Stored data:

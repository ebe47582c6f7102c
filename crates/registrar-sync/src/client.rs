//! Client-side submissions
//!
//! Domain requests a signed-in client files for admin review. Failures are
//! returned as an [`ErrorSurface`]: per-field messages for the form inputs
//! that have an error slot, anything else as a banner.

use crate::backend::{ClientBackend, InternalTransferSubmission};
use crate::events::RefreshScope;
use crate::orchestrator::SyncOrchestrator;
use registrar_model::{ApiError, FieldErrors, Request};
use std::fmt;
use std::sync::Arc;

/// Form field carrying the domain being transferred
pub const FIELD_DOMAIN: &str = "domainId";
/// Form field carrying the receiving client's username or email
pub const FIELD_TARGET_CLIENT: &str = "targetClientIdentifier";

const TRANSFER_FIELDS: [&str; 2] = [FIELD_DOMAIN, FIELD_TARGET_CLIENT];

/// Where a failed submission should be shown
#[derive(Debug, Clone, Default, PartialEq, Eq)]
pub struct ErrorSurface {
    /// Messages attached to specific inputs
    pub fields: FieldErrors,
    /// Message for the form-level banner
    pub banner: Option<String>,
    /// HTTP status, 0 for local or network failures
    pub status: u16,
}

impl ErrorSurface {
    /// Banner-only surface
    #[must_use]
    pub fn banner(message: impl Into<String>, status: u16) -> Self {
        Self {
            fields: FieldErrors::new(),
            banner: Some(message.into()),
            status,
        }
    }

    /// Add a message for `field`
    #[must_use]
    pub fn with_field(mut self, field: &str, message: impl Into<String>) -> Self {
        self.fields
            .entry(field.to_string())
            .or_default()
            .push(message.into());
        self
    }

    /// Messages for one field
    #[must_use]
    pub fn field(&self, field: &str) -> &[String] {
        self.fields.get(field).map_or(&[], Vec::as_slice)
    }

    #[inline]
    #[must_use]
    pub fn has_field_errors(&self) -> bool {
        !self.fields.is_empty()
    }

    /// Route a backend error onto the form's error slots
    ///
    /// Keys of the structured `errors` map win; a bare message is matched
    /// against known phrasing; whatever is left goes to the banner.
    #[must_use]
    pub fn route(err: &ApiError, known_fields: &[&str]) -> Self {
        let mut surface = Self {
            status: err.status(),
            ..Self::default()
        };

        if let Some(errors) = err.field_errors() {
            for (field, messages) in errors {
                if known_fields.contains(&field.as_str()) {
                    surface.fields.insert(field.clone(), messages.clone());
                } else {
                    let joined = messages.join(" ");
                    surface.banner = Some(match surface.banner.take() {
                        Some(existing) => format!("{existing} {joined}"),
                        None => joined,
                    });
                }
            }
            if surface.has_field_errors() || surface.banner.is_some() {
                return surface;
            }
        }

        let message = if err.is_network() {
            err.report().message
        } else {
            err.message().to_string()
        };
        match hinted_field(&message).filter(|f| known_fields.contains(f)) {
            Some(field) => surface.with_field(field, message),
            None => {
                surface.banner = Some(message);
                surface
            }
        }
    }
}

impl fmt::Display for ErrorSurface {
    fn fmt(&self, f: &mut fmt::Formatter<'_>) -> fmt::Result {
        let mut parts: Vec<String> = self
            .fields
            .iter()
            .map(|(field, messages)| format!("{field}: {}", messages.join(" ")))
            .collect();
        if let Some(banner) = &self.banner {
            parts.insert(0, banner.clone());
        }
        f.write_str(&parts.join("; "))
    }
}

impl std::error::Error for ErrorSurface {}

fn hinted_field(message: &str) -> Option<&'static str> {
    let lower = message.to_lowercase();
    if lower.contains("target client") {
        Some(FIELD_TARGET_CLIENT)
    } else if lower.contains("domain not found") {
        Some(FIELD_DOMAIN)
    } else {
        None
    }
}

/// Submission flows for a client session
pub struct ClientRequests {
    backend: Arc<dyn ClientBackend>,
    orchestrator: Arc<SyncOrchestrator>,
}

impl fmt::Debug for ClientRequests {
    fn fmt(&self, f: &mut fmt::Formatter<'_>) -> fmt::Result {
        f.debug_struct("ClientRequests").finish_non_exhaustive()
    }
}

impl ClientRequests {
    #[must_use]
    pub fn new(backend: Arc<dyn ClientBackend>, orchestrator: Arc<SyncOrchestrator>) -> Self {
        Self {
            backend,
            orchestrator,
        }
    }

    /// Ask for a domain to be moved to another client account
    ///
    /// # Errors
    /// Missing inputs are reported without contacting the backend. Backend
    /// errors are routed by [`ErrorSurface::route`].
    pub async fn submit_internal_transfer(
        &self,
        domain_id: Option<u64>,
        target_identifier: &str,
    ) -> Result<Request, ErrorSurface> {
        let target = target_identifier.trim();
        let mut local = ErrorSurface::default();
        if domain_id.is_none() {
            local = local.with_field(FIELD_DOMAIN, "Please select a domain.");
        }
        if target.is_empty() {
            local = local.with_field(FIELD_TARGET_CLIENT, "Target client username or email is required.");
        }
        let Some(domain_id) = domain_id.filter(|_| !local.has_field_errors()) else {
            return Err(local);
        };

        let submission = InternalTransferSubmission {
            domain_id,
            target_client_identifier: target.to_string(),
        };
        let request = self
            .backend
            .submit_internal_transfer(&submission)
            .await
            .map_err(|err| {
                tracing::warn!(domain_id, error = %err, "internal transfer rejected");
                ErrorSurface::route(&err, &TRANSFER_FIELDS)
            })?;

        tracing::info!(domain_id, request_id = request.id, "internal transfer submitted");
        self.refresh_counts().await;
        Ok(request)
    }

    /// Ask for auto-renew to be switched on or off
    ///
    /// # Errors
    /// Backend errors as a banner.
    pub async fn request_auto_renew_change(&self, domain_id: u64, enable: bool) -> Result<Request, ErrorSurface> {
        let request = self
            .backend
            .request_auto_renew_change(domain_id, enable)
            .await
            .map_err(|err| ErrorSurface::route(&err, &[]))?;
        tracing::info!(domain_id, enable, request_id = request.id, "auto-renew change requested");
        self.refresh_counts().await;
        Ok(request)
    }

    /// Ask for the registrar lock to be set or cleared
    ///
    /// # Errors
    /// Backend errors as a banner.
    pub async fn request_lock_change(&self, domain_id: u64, lock: bool) -> Result<Request, ErrorSurface> {
        let request = self
            .backend
            .request_lock_change(domain_id, lock)
            .await
            .map_err(|err| ErrorSurface::route(&err, &[]))?;
        tracing::info!(domain_id, lock, request_id = request.id, "lock change requested");
        self.refresh_counts().await;
        Ok(request)
    }

    /// Tickets filed by the signed-in client
    ///
    /// # Errors
    /// Backend errors as a banner.
    pub async fn tickets(&self) -> Result<Vec<Request>, ErrorSurface> {
        self.backend
            .client_tickets()
            .await
            .map_err(|err| ErrorSurface::route(&err, &[]))
    }

    async fn refresh_counts(&self) {
        // the counts badge is best effort, the submission already succeeded
        if let Err(err) = self.orchestrator.refresh(RefreshScope::ClientPendingCounts).await {
            tracing::debug!(error = %err, "client pending counts refresh failed");
        }
    }
}

#[cfg(test)]
mod tests {
    use super::*;
    use pretty_assertions::assert_eq;
    use std::collections::BTreeMap;

    #[test]
    fn structured_errors_go_to_matching_fields() {
        let mut errors = BTreeMap::new();
        errors.insert(FIELD_TARGET_CLIENT.to_string(), vec!["Unknown client.".to_string()]);
        errors.insert("other".to_string(), vec!["Try again.".to_string()]);
        let err = ApiError::validation(400, "Invalid input", errors);

        let surface = ErrorSurface::route(&err, &TRANSFER_FIELDS);
        assert_eq!(surface.field(FIELD_TARGET_CLIENT), ["Unknown client.".to_string()]);
        assert_eq!(surface.banner.as_deref(), Some("Try again."));
        assert_eq!(surface.status, 400);
    }

    #[test]
    fn message_hints_pick_a_field() {
        let err = ApiError::http(404, "Target client not found or inactive.");
        let surface = ErrorSurface::route(&err, &TRANSFER_FIELDS);
        assert_eq!(
            surface.field(FIELD_TARGET_CLIENT),
            ["Target client not found or inactive.".to_string()]
        );
        assert!(surface.banner.is_none());

        let err = ApiError::http(404, "Domain not found or not owned by you.");
        let surface = ErrorSurface::route(&err, &TRANSFER_FIELDS);
        assert!(!surface.field(FIELD_DOMAIN).is_empty());
    }

    #[test]
    fn unmatched_messages_become_banner() {
        let err = ApiError::http(409, "Request already pending.");
        let surface = ErrorSurface::route(&err, &TRANSFER_FIELDS);
        assert!(!surface.has_field_errors());
        assert_eq!(surface.banner.as_deref(), Some("Request already pending."));

        let hinted_without_slot = ApiError::http(404, "Target client not found or inactive.");
        let surface = ErrorSurface::route(&hinted_without_slot, &[]);
        assert!(surface.banner.is_some());
    }

    #[test]
    fn display_lists_banner_then_fields() {
        let surface = ErrorSurface::banner("Failed", 400).with_field(FIELD_DOMAIN, "Pick one.");
        assert_eq!(surface.to_string(), "Failed; domainId: Pick one.");
    }
}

• _EXERCISE DETAILS_:
In the entries above, find each line with "impl" and list it.

• _ANSWER SECTION_:
impl ErrorSurface {
    pub fn banner(message: impl Into<String>, status: u16) -> Self {
    pub fn with_field(mut self, field: &str, message: impl Into<String>) -> Self {
impl fmt::Display for ErrorSurface {
impl std::error::Error for ErrorSurface {}
impl fmt::Debug for ClientRequests {
impl ClientRequests {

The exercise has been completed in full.